_Instructions to follow_:
Filter the data for lines with the word "Eiffel", then copy every line so identified.

_Data for the task_:
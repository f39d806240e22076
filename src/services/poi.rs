// SPDX-License-Identifier: MIT
// Copyright 2026 Roland Dreier <roland@rolandd.dev>

//! Browsing points of interest.

use crate::db::{collections, DataStore, Filter, StoreError};
use crate::models::PointOfInterest;

#[derive(Clone)]
pub struct PoiService {
    store: DataStore,
}

impl PoiService {
    pub fn new(store: DataStore) -> Self {
        Self { store }
    }

    /// Every point of interest, or only those of `poi_type`.
    pub async fn list(&self, poi_type: Option<&str>) -> Result<Vec<PointOfInterest>, StoreError> {
        let filter = match poi_type {
            Some(t) => Filter::all().eq("type", t),
            None => Filter::all(),
        };
        self.store
            .get_as(collections::POINTS_OF_INTEREST, &filter)
            .await
    }

    /// Distinct, non-empty types in first-seen order.
    pub async fn types(&self) -> Result<Vec<String>, StoreError> {
        let mut types: Vec<String> = Vec::new();
        for poi in self.list(None).await? {
            match poi.poi_type {
                Some(t) if !t.is_empty() && !types.contains(&t) => types.push(t),
                _ => {}
            }
        }
        Ok(types)
    }
}

#[cfg(test)]
mod tests {
    use super::*;
    use serde_json::json;

    async fn store_with_pois() -> DataStore {
        let store = DataStore::in_memory();
        for (id, name, poi_type) in [
            ("a", "Tour Eiffel", json!("monument")),
            ("b", "Jardin du Luxembourg", json!("parc")),
            ("c", "Sacré-Cœur", json!("monument")),
            ("d", "Fontaine", json!(null)),
            ("e", "Kiosque", json!("")),
        ] {
            store
                .insert(
                    collections::POINTS_OF_INTEREST,
                    json!({
                        "id": id,
                        "name": name,
                        "type": poi_type,
                        "latitude": 48.86,
                        "longitude": 2.35
                    }),
                )
                .await
                .unwrap();
        }
        store
    }

    #[tokio::test]
    async fn test_list_by_type() {
        let pois = PoiService::new(store_with_pois().await);

        assert_eq!(pois.list(None).await.unwrap().len(), 5);

        let monuments = pois.list(Some("monument")).await.unwrap();
        let names: Vec<&str> = monuments.iter().map(|p| p.name.as_str()).collect();
        assert_eq!(names, vec!["Tour Eiffel", "Sacré-Cœur"]);

        assert!(pois.list(Some("plage")).await.unwrap().is_empty());
    }

    #[tokio::test]
    async fn test_types_are_distinct() {
        let pois = PoiService::new(store_with_pois().await);
        assert_eq!(pois.types().await.unwrap(), vec!["monument", "parc"]);
    }

    #[tokio::test]
    async fn test_store_down() {
        let store = store_with_pois().await;
        store
            .memory()
            .unwrap()
            .set_unavailable(collections::POINTS_OF_INTEREST, true);
        assert!(PoiService::new(store).types().await.is_err());
    }
}
// SPDX-License-Identifier: MIT
// Copyright 2026 Roland Dreier <roland@rolandd.dev>

//! Favorite routes per user.

use crate::db::{collections, DataStore, Filter, StoreError};
use crate::models::{FavoriteRoute, RouteCandidate};
use crate::time_utils::format_utc_rfc3339;
use std::collections::HashSet;

#[derive(Clone)]
pub struct FavoritesService {
    store: DataStore,
}

impl FavoritesService {
    pub fn new(store: DataStore) -> Self {
        Self { store }
    }

    fn filter(user_id: &str, route_id: &str) -> Filter {
        Filter::all().eq("user_id", user_id).eq("route_id", route_id)
    }

    pub async fn is_favorite(&self, user_id: &str, route_id: &str) -> Result<bool, StoreError> {
        let found = self
            .store
            .get(collections::USER_FAVORITES, &Self::filter(user_id, route_id).limit(1))
            .await?;
        Ok(!found.is_empty())
    }

    /// Mark a route as favorite. Adding twice is a no-op.
    pub async fn add(&self, user_id: &str, route_id: &str) -> Result<(), StoreError> {
        if self.is_favorite(user_id, route_id).await? {
            return Ok(());
        }

        let favorite = FavoriteRoute {
            id: String::new(),
            user_id: user_id.to_string(),
            route_id: route_id.to_string(),
            created_at: format_utc_rfc3339(chrono::Utc::now()),
        };
        self.store
            .insert_as(collections::USER_FAVORITES, &favorite)
            .await?;
        tracing::info!(user_id, route_id, "Favorite added");
        Ok(())
    }

    pub async fn remove(&self, user_id: &str, route_id: &str) -> Result<(), StoreError> {
        let removed = self
            .store
            .delete(collections::USER_FAVORITES, &Self::filter(user_id, route_id))
            .await?;
        tracing::info!(user_id, route_id, removed, "Favorite removed");
        Ok(())
    }

    /// Favorite route IDs in the order they were added.
    pub async fn list_ids(&self, user_id: &str) -> Result<Vec<String>, StoreError> {
        let favorites: Vec<FavoriteRoute> = self
            .store
            .get_as(
                collections::USER_FAVORITES,
                &Filter::all().eq("user_id", user_id),
            )
            .await?;
        Ok(favorites.into_iter().map(|f| f.route_id).collect())
    }

    /// Favorite routes resolved against the catalog, in catalog order.
    ///
    /// Favorites pointing at routes that no longer exist are skipped.
    pub async fn list_routes(&self, user_id: &str) -> Result<Vec<RouteCandidate>, StoreError> {
        let ids: HashSet<String> = self.list_ids(user_id).await?.into_iter().collect();
        if ids.is_empty() {
            return Ok(Vec::new());
        }

        let routes: Vec<RouteCandidate> = self
            .store
            .get_as(collections::ROUTES, &Filter::all())
            .await?;
        Ok(routes.into_iter().filter(|r| ids.contains(&r.id)).collect())
    }
}

#[cfg(test)]
mod tests {
    use super::*;
    use serde_json::json;

    async fn store_with_routes() -> DataStore {
        let store = DataStore::in_memory();
        for (id, name) in [("1", "Buttes-Chaumont"), ("2", "Louvre"), ("3", "Tour Eiffel")] {
            store
                .insert(
                    collections::ROUTES,
                    json!({
                        "id": id,
                        "name": name,
                        "activity_type": "culture",
                        "start_point": { "lat": 48.86, "lng": 2.35 }
                    }),
                )
                .await
                .unwrap();
        }
        store
    }

    #[tokio::test]
    async fn test_add_is_idempotent() {
        let store = store_with_routes().await;
        let favorites = FavoritesService::new(store.clone());

        favorites.add("u1", "2").await.unwrap();
        favorites.add("u1", "2").await.unwrap();

        assert!(favorites.is_favorite("u1", "2").await.unwrap());
        assert!(!favorites.is_favorite("u2", "2").await.unwrap());
        assert_eq!(store.memory().unwrap().len(collections::USER_FAVORITES), 1);
    }

    #[tokio::test]
    async fn test_remove() {
        let favorites = FavoritesService::new(store_with_routes().await);
        favorites.add("u1", "1").await.unwrap();
        favorites.add("u1", "3").await.unwrap();

        favorites.remove("u1", "1").await.unwrap();
        // Removing something that isn't there is fine
        favorites.remove("u1", "1").await.unwrap();

        assert_eq!(favorites.list_ids("u1").await.unwrap(), vec!["3"]);
    }

    #[tokio::test]
    async fn test_list_routes_in_catalog_order() {
        let favorites = FavoritesService::new(store_with_routes().await);
        favorites.add("u1", "3").await.unwrap();
        favorites.add("u1", "1").await.unwrap();
        favorites.add("u1", "deleted-route").await.unwrap();

        let routes = favorites.list_routes("u1").await.unwrap();
        let names: Vec<&str> = routes.iter().map(|r| r.name.as_str()).collect();
        assert_eq!(names, vec!["Buttes-Chaumont", "Tour Eiffel"]);

        assert!(favorites.list_routes("nobody").await.unwrap().is_empty());
    }
}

_Solution for this problem_:
            ("a", "Tour Eiffel", json!("monument")),
        assert_eq!(names, vec!["Tour Eiffel", "Sacré-Cœur"]);
        for (id, name) in [("1", "Buttes-Chaumont"), ("2", "Louvre"), ("3", "Tour Eiffel")] {
        assert_eq!(names, vec!["Buttes-Chaumont", "Tour Eiffel"]);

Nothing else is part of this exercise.